=== Work to complete ===
Return, from the listing that follows, each line containing the word "common".

=== Given data ===
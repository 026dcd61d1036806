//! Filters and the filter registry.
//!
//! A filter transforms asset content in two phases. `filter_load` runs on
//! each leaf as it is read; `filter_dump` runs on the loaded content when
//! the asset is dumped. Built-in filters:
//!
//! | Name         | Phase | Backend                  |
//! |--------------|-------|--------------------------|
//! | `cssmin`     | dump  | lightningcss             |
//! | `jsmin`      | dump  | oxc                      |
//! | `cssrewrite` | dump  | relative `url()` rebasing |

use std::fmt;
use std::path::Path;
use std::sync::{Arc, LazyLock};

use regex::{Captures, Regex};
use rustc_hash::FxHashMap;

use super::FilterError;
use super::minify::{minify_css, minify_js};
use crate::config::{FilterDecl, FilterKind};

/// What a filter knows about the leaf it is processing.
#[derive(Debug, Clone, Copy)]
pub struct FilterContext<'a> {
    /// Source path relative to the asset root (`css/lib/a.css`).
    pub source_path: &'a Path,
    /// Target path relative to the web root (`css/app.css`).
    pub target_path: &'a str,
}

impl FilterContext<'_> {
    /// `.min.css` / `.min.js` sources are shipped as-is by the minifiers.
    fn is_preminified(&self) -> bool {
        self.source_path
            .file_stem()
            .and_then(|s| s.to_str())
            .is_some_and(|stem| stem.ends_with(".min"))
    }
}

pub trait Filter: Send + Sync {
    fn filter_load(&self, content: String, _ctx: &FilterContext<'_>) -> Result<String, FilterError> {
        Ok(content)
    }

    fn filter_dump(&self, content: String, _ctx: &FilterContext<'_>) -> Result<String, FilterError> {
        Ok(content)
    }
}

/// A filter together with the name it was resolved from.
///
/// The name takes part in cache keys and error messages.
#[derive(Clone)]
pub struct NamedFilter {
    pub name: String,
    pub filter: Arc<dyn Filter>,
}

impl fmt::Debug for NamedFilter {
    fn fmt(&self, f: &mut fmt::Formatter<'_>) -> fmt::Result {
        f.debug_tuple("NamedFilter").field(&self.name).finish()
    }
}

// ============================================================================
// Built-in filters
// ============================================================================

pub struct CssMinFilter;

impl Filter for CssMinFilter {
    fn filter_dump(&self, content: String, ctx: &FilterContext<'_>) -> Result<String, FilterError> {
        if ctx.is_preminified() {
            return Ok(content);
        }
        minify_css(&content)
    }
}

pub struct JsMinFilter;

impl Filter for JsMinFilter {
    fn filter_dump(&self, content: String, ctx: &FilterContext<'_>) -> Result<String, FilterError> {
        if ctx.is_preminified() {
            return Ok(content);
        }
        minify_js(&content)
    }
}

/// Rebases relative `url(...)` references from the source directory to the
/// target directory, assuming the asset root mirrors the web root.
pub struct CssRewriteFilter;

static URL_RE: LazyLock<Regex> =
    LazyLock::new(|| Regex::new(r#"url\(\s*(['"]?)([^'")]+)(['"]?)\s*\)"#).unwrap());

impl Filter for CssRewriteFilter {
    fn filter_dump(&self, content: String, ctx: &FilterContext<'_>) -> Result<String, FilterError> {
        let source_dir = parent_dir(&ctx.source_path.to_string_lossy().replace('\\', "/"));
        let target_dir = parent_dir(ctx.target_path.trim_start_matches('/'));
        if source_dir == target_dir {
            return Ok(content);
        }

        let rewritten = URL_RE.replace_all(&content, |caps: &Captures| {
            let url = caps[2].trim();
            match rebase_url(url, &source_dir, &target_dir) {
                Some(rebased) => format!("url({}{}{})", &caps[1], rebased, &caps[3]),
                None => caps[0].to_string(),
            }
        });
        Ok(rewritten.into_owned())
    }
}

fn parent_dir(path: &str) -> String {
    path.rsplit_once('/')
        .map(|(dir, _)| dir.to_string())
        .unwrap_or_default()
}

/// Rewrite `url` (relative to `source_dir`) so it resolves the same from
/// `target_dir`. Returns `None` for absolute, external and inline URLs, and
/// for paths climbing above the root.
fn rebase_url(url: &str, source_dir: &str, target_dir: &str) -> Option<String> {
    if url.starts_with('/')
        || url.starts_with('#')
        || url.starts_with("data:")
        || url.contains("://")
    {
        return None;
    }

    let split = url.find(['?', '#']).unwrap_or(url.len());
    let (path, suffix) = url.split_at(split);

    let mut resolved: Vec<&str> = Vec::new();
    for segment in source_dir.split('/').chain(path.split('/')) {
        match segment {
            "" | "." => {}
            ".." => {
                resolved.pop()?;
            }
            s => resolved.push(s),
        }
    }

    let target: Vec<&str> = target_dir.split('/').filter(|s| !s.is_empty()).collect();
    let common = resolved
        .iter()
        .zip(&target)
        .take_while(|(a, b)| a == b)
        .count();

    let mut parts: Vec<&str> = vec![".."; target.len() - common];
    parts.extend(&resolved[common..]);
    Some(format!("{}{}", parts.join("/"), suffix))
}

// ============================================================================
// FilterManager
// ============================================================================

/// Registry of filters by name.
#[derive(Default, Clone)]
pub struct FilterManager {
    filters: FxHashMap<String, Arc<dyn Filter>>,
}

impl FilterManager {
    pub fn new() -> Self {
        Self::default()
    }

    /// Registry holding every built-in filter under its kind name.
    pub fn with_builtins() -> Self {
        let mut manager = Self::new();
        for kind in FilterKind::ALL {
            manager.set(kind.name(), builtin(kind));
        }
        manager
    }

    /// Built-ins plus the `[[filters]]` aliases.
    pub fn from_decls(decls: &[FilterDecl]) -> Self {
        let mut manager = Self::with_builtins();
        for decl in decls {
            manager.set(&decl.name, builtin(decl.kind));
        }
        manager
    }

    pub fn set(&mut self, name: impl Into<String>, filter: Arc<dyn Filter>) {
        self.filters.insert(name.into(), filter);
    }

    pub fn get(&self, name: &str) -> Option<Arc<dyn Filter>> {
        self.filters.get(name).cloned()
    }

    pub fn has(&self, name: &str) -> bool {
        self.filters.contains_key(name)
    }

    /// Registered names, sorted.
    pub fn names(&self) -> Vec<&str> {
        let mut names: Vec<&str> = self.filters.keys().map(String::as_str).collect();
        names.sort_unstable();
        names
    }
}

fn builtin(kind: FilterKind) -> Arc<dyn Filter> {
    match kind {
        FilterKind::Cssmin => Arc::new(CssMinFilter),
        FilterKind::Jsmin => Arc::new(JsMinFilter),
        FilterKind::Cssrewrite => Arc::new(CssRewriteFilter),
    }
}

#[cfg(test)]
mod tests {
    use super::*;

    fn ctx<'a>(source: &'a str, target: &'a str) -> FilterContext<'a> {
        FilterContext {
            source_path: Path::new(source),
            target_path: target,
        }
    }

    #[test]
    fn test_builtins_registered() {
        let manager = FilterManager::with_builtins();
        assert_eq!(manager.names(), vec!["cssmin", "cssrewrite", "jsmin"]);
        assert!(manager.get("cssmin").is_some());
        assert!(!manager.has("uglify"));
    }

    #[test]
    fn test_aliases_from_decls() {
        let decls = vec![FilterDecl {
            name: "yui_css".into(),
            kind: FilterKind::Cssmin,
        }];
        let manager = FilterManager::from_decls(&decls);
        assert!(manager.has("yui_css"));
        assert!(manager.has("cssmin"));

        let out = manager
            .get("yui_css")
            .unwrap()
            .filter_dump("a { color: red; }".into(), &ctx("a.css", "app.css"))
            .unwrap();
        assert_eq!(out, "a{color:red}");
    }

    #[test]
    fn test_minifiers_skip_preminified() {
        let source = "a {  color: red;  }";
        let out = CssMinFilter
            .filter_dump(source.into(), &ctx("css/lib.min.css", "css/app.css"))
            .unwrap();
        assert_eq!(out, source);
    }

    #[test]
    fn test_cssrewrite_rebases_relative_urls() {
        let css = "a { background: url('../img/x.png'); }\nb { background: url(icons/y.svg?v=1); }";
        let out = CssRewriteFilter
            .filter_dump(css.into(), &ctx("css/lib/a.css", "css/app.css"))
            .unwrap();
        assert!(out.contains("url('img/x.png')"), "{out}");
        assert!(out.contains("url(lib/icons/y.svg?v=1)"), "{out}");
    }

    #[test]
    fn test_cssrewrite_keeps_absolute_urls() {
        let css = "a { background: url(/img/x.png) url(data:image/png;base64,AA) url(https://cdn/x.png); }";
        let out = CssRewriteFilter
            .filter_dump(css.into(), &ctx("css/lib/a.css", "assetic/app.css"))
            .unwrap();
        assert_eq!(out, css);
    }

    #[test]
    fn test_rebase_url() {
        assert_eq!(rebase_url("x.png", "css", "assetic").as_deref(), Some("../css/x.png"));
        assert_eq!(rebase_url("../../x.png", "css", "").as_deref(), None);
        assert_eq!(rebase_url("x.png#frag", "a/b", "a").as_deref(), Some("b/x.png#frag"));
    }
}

=== The completed task ===
    let common = resolved
    let mut parts: Vec<&str> = vec![".."; target.len() - common];
    parts.extend(&resolved[common..]);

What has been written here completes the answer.